*** Begin section ***

mod common;

use std::fs;

use tracing::Span;
use uuid::Uuid;

use common::{letter_pdf, version_of, Harness, CLIENT, NO_PROOFING_CLIENT, SUPPLIER};
use template_core::ingest::{ProofScanEvent, ScanOutcome, SkipReason, ValidationOutcome};
use template_core::proofing::{ProofPoller, ProofingRequest};
use template_core::{
    ErrorCase, FileType, Language, ProofOutcome, TemplateStatus, User, VirusScanStatus,
};

#[test]
fn test_letter_from_upload_to_submit() {
    let harness = Harness::new();
    let user = User::new(CLIENT, "user-1");

    let uploaded = harness.upload(
        &user,
        Language::En,
        letter_pdf(&["d.firstName", "d.clinic"]),
        Some("clinic\nLeeds\n"),
    );
    assert_eq!(uploaded.template_status, TemplateStatus::PendingValidation);
    let version = version_of(&uploaded);

    // Test data is scanned first; validation waits for the PDF.
    let outcome = harness.scan(&uploaded, FileType::TestData, &version, VirusScanStatus::Passed);
    assert_eq!(outcome, ScanOutcome::Recorded);

    let before_stale = harness.current(&uploaded);
    let outcome = harness.scan(&uploaded, FileType::PdfTemplate, "old-version", VirusScanStatus::Passed);
    assert_eq!(outcome, ScanOutcome::Stale);
    assert_eq!(harness.current(&uploaded), before_stale);

    let outcome = harness.scan(&uploaded, FileType::PdfTemplate, &version, VirusScanStatus::Passed);
    assert_eq!(
        outcome,
        ScanOutcome::Validated(ValidationOutcome::Recorded { valid: true })
    );

    let validated = harness.current(&uploaded);
    assert_eq!(validated.template_status, TemplateStatus::PendingProofRequest);
    let letter = validated.letter().expect("letter");
    assert!(letter.proofing_enabled);
    assert_eq!(
        letter.test_data_csv_headers.as_deref(),
        Some(&["clinic".to_string()][..])
    );
    assert!(letter
        .personalisation_parameters
        .as_ref()
        .expect("parameters recorded")
        .contains(&"firstName".to_string()));

    // A redelivered scan no longer triggers validation.
    let outcome = harness.scan(&uploaded, FileType::PdfTemplate, &version, VirusScanStatus::Passed);
    assert_eq!(outcome, ScanOutcome::Recorded);

    let early = harness
        .service
        .submit_template(&validated.id, &user, harness.current(&uploaded).current_lock())
        .expect_err("cannot submit before proofing");
    assert_eq!(early.error_case(), ErrorCase::CannotSubmit);

    let current = harness.current(&uploaded);
    let waiting = harness
        .service
        .request_proof(&current.id, &user, current.current_lock())
        .expect("proof request should succeed");
    assert_eq!(waiting.template_status, TemplateStatus::WaitingForProof);

    let references = waiting
        .letter()
        .and_then(|letter| letter.supplier_references.clone())
        .expect("supplier references initialised");
    let reference = references.get(SUPPLIER).expect("default supplier reference");
    assert!(reference.contains(&waiting.id.to_string()));

    let queued: Vec<ProofingRequest> = fs::read_dir(harness.outbox())
        .expect("outbox exists")
        .map(|entry| {
            let body = fs::read(entry.expect("entry").path()).expect("read request");
            serde_json::from_slice(&body).expect("request is JSON")
        })
        .collect();
    assert_eq!(queued.len(), 1);
    assert_eq!(queued[0].template_id, waiting.id);
    assert_eq!(queued[0].pdf_version_id, version);
    assert_eq!(queued[0].test_data_version_id.as_deref(), Some(version.as_str()));

    let proof = ProofScanEvent {
        template_id: waiting.id,
        supplier: SUPPLIER.to_string(),
        file_name: "proof-1.pdf".to_string(),
        virus_scan_status: VirusScanStatus::Passed,
    };
    let outcome = harness.proofs.handle(&proof).expect("proof should be handled");
    let ProofOutcome::Escalated(available) = outcome else {
        panic!("expected escalation, got {:?}", outcome);
    };
    assert_eq!(available.template_status, TemplateStatus::ProofAvailable);

    let duplicate = harness.proofs.handle(&proof).expect("duplicate is not an error");
    assert_eq!(duplicate, ProofOutcome::Rejected);

    let submitted = harness
        .service
        .submit_template(&available.id, &user, available.current_lock())
        .expect("submit should succeed");
    assert_eq!(submitted.template_status, TemplateStatus::Submitted);

    // Scan results for a submitted letter are ignored, even at the current version.
    let outcome = harness.scan(&uploaded, FileType::PdfTemplate, &version, VirusScanStatus::Failed);
    assert_eq!(outcome, ScanOutcome::Stale);
    assert_eq!(harness.current(&uploaded), submitted);

    let late = ProofScanEvent {
        file_name: "proof-2.pdf".to_string(),
        ..proof
    };
    assert_eq!(
        harness.proofs.handle(&late).expect("late proof is not an error"),
        ProofOutcome::Rejected
    );
}

#[test]
fn test_failed_scan_blocks_letter() {
    let harness = Harness::new();
    let user = User::new(CLIENT, "user-1");

    let uploaded = harness.upload(&user, Language::En, letter_pdf(&[]), Some("clinic\n"));
    let version = version_of(&uploaded);

    let outcome = harness.scan(&uploaded, FileType::PdfTemplate, &version, VirusScanStatus::Failed);
    assert_eq!(outcome, ScanOutcome::Recorded);
    assert_eq!(
        harness.current(&uploaded).template_status,
        TemplateStatus::VirusScanFailed
    );

    let outcome = harness.scan(&uploaded, FileType::TestData, &version, VirusScanStatus::Passed);
    assert_eq!(outcome, ScanOutcome::Recorded);

    let current = harness.current(&uploaded);
    assert_eq!(current.template_status, TemplateStatus::VirusScanFailed);

    let err = harness
        .service
        .submit_template(&current.id, &user, current.current_lock())
        .expect_err("scan failure blocks submit");
    assert_eq!(err.error_case(), ErrorCase::CannotSubmit);
}

#[test]
fn test_unparseable_pdf_fails_validation() {
    let harness = Harness::new();
    let user = User::new(CLIENT, "user-1");

    let truncated = b"%PDF-1.7\n1 0 obj\n({d.address_line_1}".to_vec();
    let uploaded = harness.upload(&user, Language::En, truncated, None);
    let version = version_of(&uploaded);

    let outcome = harness.scan(&uploaded, FileType::PdfTemplate, &version, VirusScanStatus::Passed);
    assert_eq!(
        outcome,
        ScanOutcome::Validated(ValidationOutcome::Recorded { valid: false })
    );

    let current = harness.current(&uploaded);
    assert_eq!(current.template_status, TemplateStatus::ValidationFailed);
    assert!(current
        .letter()
        .expect("letter")
        .personalisation_parameters
        .is_none());
}

#[test]
fn test_custom_parameters_without_test_data_fail_validation() {
    let harness = Harness::new();
    let user = User::new(CLIENT, "user-1");

    let uploaded = harness.upload(&user, Language::En, letter_pdf(&["d.clinic"]), None);
    let version = version_of(&uploaded);

    let outcome = harness.scan(&uploaded, FileType::PdfTemplate, &version, VirusScanStatus::Passed);
    assert_eq!(
        outcome,
        ScanOutcome::Validated(ValidationOutcome::Recorded { valid: false })
    );
}

#[test]
fn test_right_to_left_letter_skips_checks_and_proofing() {
    let harness = Harness::new();
    let user = User::new(CLIENT, "user-1");

    // No address lines at all; right-to-left letters are accepted as uploaded.
    let pdf = b"%PDF-1.7\n({d.something})\n%%EOF".to_vec();
    let uploaded = harness.upload(&user, Language::Ar, pdf, None);
    assert!(!uploaded.letter().expect("letter").proofing_enabled);

    let version = version_of(&uploaded);
    harness.scan(&uploaded, FileType::PdfTemplate, &version, VirusScanStatus::Passed);

    let current = harness.current(&uploaded);
    assert_eq!(current.template_status, TemplateStatus::NotYetSubmitted);

    harness
        .service
        .submit_template(&current.id, &user, current.current_lock())
        .expect("submit should succeed");
}

#[test]
fn test_proofing_disabled_client() {
    let harness = Harness::new();
    let user = User::new(NO_PROOFING_CLIENT, "user-2");

    let validated = harness.validated_letter(&user);
    assert_eq!(validated.template_status, TemplateStatus::NotYetSubmitted);

    let err = harness
        .service
        .request_proof(&validated.id, &user, validated.current_lock())
        .expect_err("proofing is disabled");
    assert_eq!(err.error_case(), ErrorCase::FeatureDisabled);
}

#[test]
fn test_upload_rejects_unknown_campaign_and_bad_files() {
    let harness = Harness::new();
    let user = User::new(CLIENT, "user-1");

    let letter = template_core::LetterUpload {
        name: "Letter".to_string(),
        letter_type: template_core::LetterType::Q4,
        language: Language::En,
        campaign_id: "unknown".to_string(),
    };
    let pdf = template_core::UploadedFile::new("letter.docx", letter_pdf(&[]));

    let err = harness
        .service
        .upload_letter_template(&letter, &pdf, None, &user)
        .expect_err("upload should be rejected");
    let fields = err.field_errors().expect("field errors");
    assert!(fields.contains_key("campaignId"));
    assert!(fields.contains_key("files.pdfTemplate"));

    assert!(harness
        .service
        .list_templates(&user, &template_core::TemplateFilter::new())
        .expect("list should succeed")
        .is_empty());
}

#[test]
fn test_proof_for_unknown_template_is_internal_error() {
    let harness = Harness::new();
    let event = ProofScanEvent {
        template_id: Uuid::new_v4(),
        supplier: SUPPLIER.to_string(),
        file_name: "proof.pdf".to_string(),
        virus_scan_status: VirusScanStatus::Passed,
    };
    let err = harness.proofs.handle(&event).expect_err("owner cannot be resolved");
    assert_eq!(err.error_case(), ErrorCase::Internal);
}

#[test]
fn test_failed_proof_is_recorded_without_escalation() {
    let harness = Harness::new();
    let user = User::new(CLIENT, "user-1");
    let waiting = harness.waiting_for_proof(&user);

    let event = ProofScanEvent {
        template_id: waiting.id,
        supplier: SUPPLIER.to_string(),
        file_name: "infected.pdf".to_string(),
        virus_scan_status: VirusScanStatus::Failed,
    };
    let outcome = harness.proofs.handle(&event).expect("proof should be handled");
    let ProofOutcome::Appended(template) = outcome else {
        panic!("expected append only, got {:?}", outcome);
    };
    assert_eq!(template.template_status, TemplateStatus::WaitingForProof);
    assert!(template
        .letter()
        .expect("letter")
        .files
        .proofs
        .contains_key("infected.pdf"));
}

#[test]
fn test_poller_archives_supplier_proofs() {
    let harness = Harness::new();
    let user = User::new(CLIENT, "user-1");
    let waiting = harness.waiting_for_proof(&user);
    let reference = waiting
        .letter()
        .and_then(|letter| letter.supplier_references.as_ref())
        .and_then(|references| references.get(SUPPLIER).cloned())
        .expect("reference recorded");

    let inbox = harness.dir.path().join("inbox");
    let folder = inbox.join(SUPPLIER).join("proofs").join(&reference);
    fs::create_dir_all(&folder).expect("create inbox");
    fs::write(folder.join("proof-1.pdf"), b"%PDF-1.4 proof").expect("write proof");
    fs::write(folder.join("notes.txt"), b"not a pdf").expect("write junk");
    fs::write(inbox.join(SUPPLIER).join("proofs").join("stray.pdf"), b"%PDF").expect("write stray");

    let archive = harness.dir.path().join("archive");
    let poller = ProofPoller::new(&inbox, &archive, vec![SUPPLIER.to_string()], Span::none());
    let report = poller.poll();

    assert_eq!(report.archived.len(), 1);
    assert_eq!(report.rejected, 1);
    assert_eq!(report.skipped, 1);
    assert_eq!(report.archived[0].template_id, waiting.id.to_string());

    let archived = archive
        .join(SUPPLIER)
        .join(waiting.id.to_string())
        .join("proof-1.pdf");
    assert_eq!(fs::read(&archived).expect("archived proof"), b"%PDF-1.4 proof");
    assert!(!folder.join("proof-1.pdf").exists());
    assert!(!folder.join("notes.txt").exists());

    let again = poller.poll();
    assert!(again.archived.is_empty());
}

*** End section ***

== Problem description ==
Filter the listing down to the lines holding the word "fields", and return those.

== Answer space ==
    let fields = err.field_errors().expect("field errors");
    assert!(fields.contains_key("campaignId"));
    assert!(fields.contains_key("files.pdfTemplate"));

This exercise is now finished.